AtScale is a data virtualization warehouse vendor that was founded in 2013. The AtScale platform serves as a conduit between data lakes and other data sources such as Teradata, Oracle, Snowflake, Redshift, BigQuery, Greenplum and Postgres, and data analysts doing BI on platforms from Microsoft, Tableau, Qlik and other vendors.

In addition to faster performance, key components of the updated AtScale platform include augmented semantic intelligence in time-series  and time-relative analysis, and stronger security, particularly for Tableau Server Impersonation.

Using machine learning and augmented intelligence capabilities, the AtScale platform is now able to query data and receive the relevant information in just seconds, according to the vendor.

"AtScale offers an important technology capability," said Boris Evelson, an analyst at Forrester. "With information stored in data lakes, and BI platforms existing outside those data lakes, AtScale connects the two. AtScale is bringing the BI to the data."

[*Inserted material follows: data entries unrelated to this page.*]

//! Time-travel game state machine.
//!
//! A [`GameState`] is an immutable value. Playing a move or jumping to a
//! recorded step never edits the receiver; it returns the next state, which
//! the owner swaps in wholesale. Whose turn it is, the winning line and the
//! draw flag are all recomputed from the snapshot at the current step, so a
//! jump back into the past leaves no stale outcome behind.

use derive_getters::Getters;
use serde::{Deserialize, Serialize};
use tracing::{debug, instrument};

use crate::invariants::{GameInvariants, InvariantSet};
use crate::position::{Coordinates, Position};
use crate::rules::{Win, check_winner, is_draw};
use crate::types::{Board, Player, Square};

/// One entry in the move history: the board after a move, and the move.
///
/// The first record of every game is a synthetic start record holding the
/// empty board and no position.
#[derive(Debug, Clone, Copy, PartialEq, Eq, Hash, Serialize, Deserialize, Getters)]
pub struct MoveRecord {
    /// Board snapshot after this move.
    pub(crate) board: Board,
    /// Cell played, or `None` for the start record.
    pub(crate) position: Option<Position>,
}

impl MoveRecord {
    /// The synthetic record every history begins with.
    pub fn start() -> Self {
        Self {
            board: Board::new(),
            position: None,
        }
    }

    /// Returns true for the synthetic start record.
    pub fn is_start(&self) -> bool {
        self.position.is_none()
    }

    /// 1-based (column, row) of the cell played, if any.
    pub fn coordinates(&self) -> Option<Coordinates> {
        self.position.map(Position::coordinates)
    }
}

/// Result of evaluating the board at the current step.
///
/// A won board and a drawn board are distinct variants, so the highlight
/// and the draw flag can never both be set.
#[derive(Debug, Clone, Copy, PartialEq, Eq, Hash, Serialize, Deserialize)]
pub enum Outcome {
    /// No line is complete and empty squares remain.
    InProgress,
    /// A line is complete.
    Won(Win),
    /// The board is full and no line is complete.
    Drawn,
}

impl Outcome {
    /// Evaluates a board, checking for a winner before declaring a draw.
    #[instrument]
    pub fn evaluate(board: &Board) -> Self {
        if let Some(win) = check_winner(board) {
            Outcome::Won(win)
        } else if is_draw(board) {
            Outcome::Drawn
        } else {
            Outcome::InProgress
        }
    }
}

/// The one-line status shown above the move list.
#[derive(Debug, Clone, Copy, PartialEq, Eq, derive_more::Display)]
pub enum Status {
    /// Game continues.
    #[display("Next player: {_0}")]
    NextPlayer(Player),
    /// Game won.
    #[display("Winner: {_0}")]
    Winner(Player),
    /// Board full with no winner.
    #[display("The match is a tie")]
    Tie,
}

/// Why a move was not applied.
///
/// Interactive front ends treat both variants as silent no-ops.
#[derive(Debug, Clone, Copy, PartialEq, Eq, derive_more::Display)]
pub enum MoveError {
    /// The board at the current step already has a winner.
    #[display("Game is already over")]
    GameOver,

    /// The square at the position is already occupied.
    #[display("Square {_0} is already occupied")]
    SquareOccupied(Position),
}

impl std::error::Error for MoveError {}

/// Jump target outside the recorded history.
#[derive(Debug, Clone, Copy, PartialEq, Eq, derive_more::Display)]
pub enum JumpError {
    /// Step is not an index into the history.
    #[display("Step {step} is out of range (history has {len} entries)")]
    StepOutOfRange {
        /// Requested step.
        step: usize,
        /// Current history length.
        len: usize,
    },
}

impl std::error::Error for JumpError {}

/// A move in a replayed sequence was rejected.
#[derive(Debug, Clone, Copy, PartialEq, Eq, derive_more::Display)]
#[display("Move #{} rejected: {}", index + 1, source)]
pub struct ReplayError {
    /// 0-based index of the rejected move in the input sequence.
    pub index: usize,
    /// Why it was rejected.
    pub source: MoveError,
}

impl std::error::Error for ReplayError {
    fn source(&self) -> Option<&(dyn std::error::Error + 'static)> {
        Some(&self.source)
    }
}

/// Complete game state: the move history and the step being viewed.
#[derive(Debug, Clone, PartialEq, Eq, Serialize)]
pub struct GameState {
    pub(crate) history: Vec<MoveRecord>,
    pub(crate) step: usize,
    pub(crate) outcome: Outcome,
}

impl GameState {
    /// Creates a new game: only the start record, X to move.
    #[instrument]
    pub fn new() -> Self {
        Self {
            history: vec![MoveRecord::start()],
            step: 0,
            outcome: Outcome::InProgress,
        }
    }

    /// Builds a game by playing `positions` in order from a new game.
    ///
    /// # Errors
    ///
    /// Stops at the first rejected move and reports its index.
    #[instrument(skip(positions))]
    pub fn replay(positions: impl IntoIterator<Item = Position>) -> Result<Self, ReplayError> {
        positions
            .into_iter()
            .enumerate()
            .try_fold(Self::new(), |game, (index, pos)| {
                game.apply_move(pos)
                    .map_err(|source| ReplayError { index, source })
            })
    }

    /// Plays the current player's mark at `position`.
    ///
    /// Any history past the current step is discarded before the new record
    /// is appended, and the new record becomes the current step.
    ///
    /// # Errors
    ///
    /// - [`MoveError::GameOver`] if the current board already has a winner
    /// - [`MoveError::SquareOccupied`] if `position` is taken
    ///
    /// `self` is unchanged in either case.
    #[instrument(skip(self), fields(step = self.step, player = %self.to_move()))]
    pub fn apply_move(&self, position: Position) -> Result<Self, MoveError> {
        let board = self.board();

        if check_winner(&board).is_some() {
            debug!("Move ignored, game already won");
            return Err(MoveError::GameOver);
        }
        if !board.is_empty(position) {
            debug!(?position, "Move ignored, square occupied");
            return Err(MoveError::SquareOccupied(position));
        }

        let mut history = self.history[..=self.step].to_vec();
        history.push(MoveRecord {
            board: board.with(position, Square::Occupied(self.to_move())),
            position: Some(position),
        });
        let step = history.len() - 1;

        let next = Self::settle(history, step);
        debug!(step, outcome = ?next.outcome, "Move applied");
        Ok(next)
    }

    /// Views the game as it was after `step` moves.
    ///
    /// History is kept, so jumping forward again is always possible until a
    /// new move is played from an earlier step.
    ///
    /// # Errors
    ///
    /// Returns [`JumpError::StepOutOfRange`] if `step` is not in the history.
    #[instrument(skip(self), fields(from = self.step))]
    pub fn jump_to(&self, step: usize) -> Result<Self, JumpError> {
        if step >= self.history.len() {
            return Err(JumpError::StepOutOfRange {
                step,
                len: self.history.len(),
            });
        }
        Ok(Self::settle(self.history.clone(), step))
    }

    fn settle(history: Vec<MoveRecord>, step: usize) -> Self {
        let outcome = Outcome::evaluate(&history[step].board);
        let state = Self {
            history,
            step,
            outcome,
        };
        debug_assert!(
            GameInvariants::check_all(&state).is_ok(),
            "invariant violated: {:?}",
            GameInvariants::check_all(&state)
        );
        state
    }

    /// The recorded history, start record first.
    pub fn history(&self) -> &[MoveRecord] {
        &self.history
    }

    /// Index of the step being viewed.
    pub fn step(&self) -> usize {
        self.step
    }

    /// Index of the most recent record.
    pub fn latest_step(&self) -> usize {
        self.history.len() - 1
    }

    /// The record at the current step.
    pub fn current(&self) -> &MoveRecord {
        &self.history[self.step]
    }

    /// The board at the current step.
    pub fn board(&self) -> Board {
        self.current().board
    }

    /// Player to move next: X on even steps, O on odd.
    pub fn to_move(&self) -> Player {
        if self.step % 2 == 0 {
            Player::X
        } else {
            Player::O
        }
    }

    /// Returns true when X moves next.
    pub fn x_is_next(&self) -> bool {
        self.to_move() == Player::X
    }

    /// Outcome of the board at the current step.
    pub fn outcome(&self) -> Outcome {
        self.outcome
    }

    /// Winner at the current step.
    pub fn winner(&self) -> Option<Player> {
        match self.outcome {
            Outcome::Won(win) => Some(win.player),
            _ => None,
        }
    }

    /// Winning cells to highlight at the current step.
    pub fn highlight(&self) -> Option<[Position; 3]> {
        match self.outcome {
            Outcome::Won(win) => Some(win.line),
            _ => None,
        }
    }

    /// Returns true if the current board is a draw.
    pub fn is_draw(&self) -> bool {
        self.outcome == Outcome::Drawn
    }

    /// Status line for the current step.
    pub fn status(&self) -> Status {
        match self.outcome {
            Outcome::Won(win) => Status::Winner(win.player),
            Outcome::Drawn => Status::Tie,
            Outcome::InProgress => Status::NextPlayer(self.to_move()),
        }
    }
}

impl Default for GameState {
    fn default() -> Self {
        Self::new()
    }
}

#[cfg(test)]
mod tests {
    use super::*;
    use crate::rules::is_full;
    use Position::*;

    fn play(positions: &[Position]) -> GameState {
        GameState::replay(positions.iter().copied()).expect("valid replay")
    }

    #[test]
    fn test_new_game() {
        let game = GameState::new();
        assert_eq!(game.history().len(), 1);
        assert_eq!(game.step(), 0);
        assert!(game.current().is_start());
        assert!(game.x_is_next());
        assert_eq!(game.status(), Status::NextPlayer(Player::X));
    }

    #[test]
    fn test_apply_move_records_snapshot_and_coordinates() {
        let game = GameState::new().apply_move(MiddleRight).expect("empty board");

        assert_eq!(game.step(), 1);
        assert_eq!(game.to_move(), Player::O);
        assert_eq!(game.board().get(MiddleRight), Square::Occupied(Player::X));
        assert_eq!(
            game.current().coordinates(),
            Some(Coordinates { column: 3, row: 2 })
        );
        // The start record keeps its own empty board.
        assert_eq!(game.history()[0].board(), &Board::new());
    }

    #[test]
    fn test_receiver_unchanged_by_apply_move() {
        let before = play(&[Center]);
        let snapshot = before.clone();
        let _after = before.apply_move(TopLeft).expect("free square");
        assert_eq!(before, snapshot);
    }

    #[test]
    fn test_occupied_square_rejected() {
        let game = play(&[Center]);
        assert_eq!(
            game.apply_move(Center),
            Err(MoveError::SquareOccupied(Center))
        );
    }

    #[test]
    fn test_move_after_win_rejected() {
        let game = play(&[TopLeft, MiddleLeft, TopCenter, Center, TopRight]);
        assert_eq!(game.winner(), Some(Player::X));
        assert_eq!(game.apply_move(BottomLeft), Err(MoveError::GameOver));
    }

    #[test]
    fn test_move_after_rewind_truncates_future() {
        let game = play(&[TopLeft, Center, BottomRight, TopRight]);
        let rewound = game.jump_to(1).expect("step 1 exists");
        let branched = rewound.apply_move(BottomLeft).expect("square free at step 1");

        assert_eq!(branched.history().len(), 3);
        assert_eq!(branched.step(), 2);
        assert_eq!(branched.to_move(), Player::X);
        assert_eq!(branched.board().get(BottomLeft), Square::Occupied(Player::O));
        assert!(branched.board().is_empty(BottomRight));
        assert_eq!(branched.current().position(), &Some(BottomLeft));
    }

    #[test]
    fn test_jump_out_of_range() {
        let game = play(&[Center]);
        assert_eq!(
            game.jump_to(2),
            Err(JumpError::StepOutOfRange { step: 2, len: 2 })
        );
    }

    #[test]
    fn test_ninth_move_win_is_not_draw() {
        // X O X / O X O / O X X, X completes the main diagonal on move 9.
        let game = play(&[
            TopLeft,
            TopCenter,
            TopRight,
            MiddleLeft,
            Center,
            MiddleRight,
            BottomCenter,
            BottomLeft,
            BottomRight,
        ]);
        assert!(is_full(&game.board()));
        assert_eq!(game.winner(), Some(Player::X));
        assert!(!game.is_draw());
        assert_eq!(game.highlight(), Some([TopLeft, Center, BottomRight]));
    }

    #[test]
    fn test_replay_reports_rejected_index() {
        let err = GameState::replay([Center, TopLeft, Center]).unwrap_err();
        assert_eq!(err.index, 2);
        assert_eq!(err.source, MoveError::SquareOccupied(Center));
        assert_eq!(err.to_string(), "Move #3 rejected: Square Center is already occupied");
    }

    #[test]
    fn test_latest_step_survives_jump() {
        let game = play(&[Center, TopLeft, BottomRight]);
        assert_eq!(game.latest_step(), 3);

        let rewound = game.jump_to(1).expect("step 1 exists");
        assert_eq!(rewound.step(), 1);
        assert_eq!(rewound.latest_step(), 3);

        let branched = rewound.apply_move(TopRight).expect("square free at step 1");
        assert_eq!(branched.latest_step(), 2);
    }

    #[test]
    fn test_evaluate_full_boards() {
        let x = Square::Occupied(Player::X);
        let o = Square::Occupied(Player::O);

        // X O X / X O O / O X X
        let drawn = [
            (TopLeft, x),
            (TopCenter, o),
            (TopRight, x),
            (MiddleLeft, x),
            (Center, o),
            (MiddleRight, o),
            (BottomLeft, o),
            (BottomCenter, x),
            (BottomRight, x),
        ]
        .into_iter()
        .fold(Board::new(), |board, (pos, sq)| board.with(pos, sq));
        assert_eq!(Outcome::evaluate(&drawn), Outcome::Drawn);

        // X O X / X O O / X X X: the bottom row is checked before the left column.
        let won = drawn.with(BottomLeft, x);
        assert!(is_full(&won));
        assert_eq!(
            Outcome::evaluate(&won),
            Outcome::Won(Win {
                player: Player::X,
                line: [BottomLeft, BottomCenter, BottomRight],
            })
        );
    }

    #[test]
    fn test_status_display() {
        assert_eq!(Status::NextPlayer(Player::O).to_string(), "Next player: O");
        assert_eq!(Status::Winner(Player::X).to_string(), "Winner: X");
        assert_eq!(Status::Tie.to_string(), "The match is a tie");
    }
}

AtScale offers an important technology capability. With information stored in data lakes, and BI platforms existing outside those data lakes, AtScale connects the two. AtScale is bringing the BI to the data.
Boris EvelsonAnalyst, Forrester

He added, "It is definitely a trend to bring BI to where the data is."

Bringing BI to the data fast is where the new AtScale platform looks to improve over previous iterations.

With the latest AtScale platform, Matthew Baird, co-founder and chief technology officer of AtScale, said enterprises using effectively structured queries can reduce query time from 30 minutes using traditional cloud data warehouses to less than 10 seconds.

"At AtScale we're trying to be really smart about how we structure the query," Baird said.

That, he said, comes down to the algorithms AtScale uses and the quality of its ML and AI capabilities.

Baird, who noted the need for trained data analysts far exceeds the number of data analysts available, said AtScale is trying to put the capabilities of what would be a data engineering team in the AtScale platform.

"When a query comes in, the team in the server can make decisions, and it can rewrite the query as needed," he said.

The newest AtScale platform update comes just six weeks after the company released version 2019.1, which expanded support for cloud data transformation for on-premises, hybrid cloud and multi-cloud users.

Dave Menninger, senior vice president at Ventana Research, noted that while sometimes viewed in the same category as cloud data warehouses such as Snowflake and Google BigQuery, the AtScale platform builds out from what enterprises already have stored in the cloud.

A retail outlet's sales insights are displayed on an AtScale dashboard.
A sample AtScale dashboard visually displays sales insights for a retail outlet.

AtScale "focuses on creating and managing the metadata needed to access and optimize queries of large and diverse data sources," Menninger said.

Meanwhile, Wayne Eckerson, president of The Eckerson Group, said AtScale is finding its place as a platform that supports any and all databases and BI technologies and will provide their users with the same view of business data.

AtScale's focus on the universal semantic layer – a means of abstracting and simplifying complex data into common business terms – is a good position for AtScale because all BI vendors can support a semantic layer, Eckerson said.

That, according to Baird, has been a significant attraction for customers.

"We're seeing customers say they're on a journey from a bunch of data sources to a single source of truth, and you guys can do that," Baird said.